(Collected data entries)
+ + + +

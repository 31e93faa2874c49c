//! # Use-Def Context
//!
//! Central arena holding every value identity and every operand edge.
//!
//! Use lists are intrusive singly-forward-linked lists threaded through the
//! edge table. Each edge records the [`UseSlot`] that points at it, so an
//! edge can unlink itself in O(1):
//!
//! ```text
//! v0.first_use ──► op4 ──► op1 ──► op0 ──► ∅
//!                   ▲back   ▲back   ▲back
//!          Head(v0) ┘  Next(op4) Next(op1)
//! ```
//!
//! New edges are always linked at the head, so a use list enumerates
//! most-recently-linked first.
//!
//! The context is also the teardown authority: a value can only be erased
//! once every edge using it has been released or retargeted.

use super::operand::{Operand, OperandData, OperandId, OperandSlot, UseSlot};
use super::use_iter::{ResultUseCursor, ResultUses, UseCursor, Uses};
use super::value::{ResultTypes, TypeRef, Value, ValueId, ValueKind, MAX_RESULTS, MAX_VALUE_INDEX};
use crate::config::ContextOptions;
use crate::verifier::Verifier;
use crate::{Error, Result};
use std::mem;

/// Value-table entry
#[derive(Debug, Clone)]
pub(crate) struct ValueData {
    pub kind: ValueKind,
    pub types: ResultTypes,
    pub first_use: Option<OperandId>,
    pub erased: bool,
}

/// Arena counters
#[derive(Debug, Clone, Copy, Default, PartialEq, Eq)]
pub struct ContextStats {
    /// Values ever created
    pub values_created: usize,
    /// Values erased
    pub values_erased: usize,
    /// Edges ever created
    pub operands_created: usize,
    /// Edges released
    pub operands_released: usize,
}

impl ContextStats {
    /// Values not yet erased
    pub fn live_values(&self) -> usize {
        self.values_created - self.values_erased
    }

    /// Edges not yet released
    pub fn live_operands(&self) -> usize {
        self.operands_created - self.operands_released
    }
}

/// Owner of all value identities and operand edges
#[derive(Debug)]
pub struct UseDefContext {
    values: Vec<ValueData>,
    operands: Vec<OperandSlot>,
    free_operand: Option<OperandId>,
    options: ContextOptions,
    stats: ContextStats,
}

impl Default for UseDefContext {
    fn default() -> Self {
        Self::new()
    }
}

+ + + +

What you are asked to do:
Gather up, from the records above, each line where the word "OperandId" appears.

Finished task:
use super::operand::{Operand, OperandData, OperandId, OperandSlot, UseSlot};
    pub first_use: Option<OperandId>,
    free_operand: Option<OperandId>,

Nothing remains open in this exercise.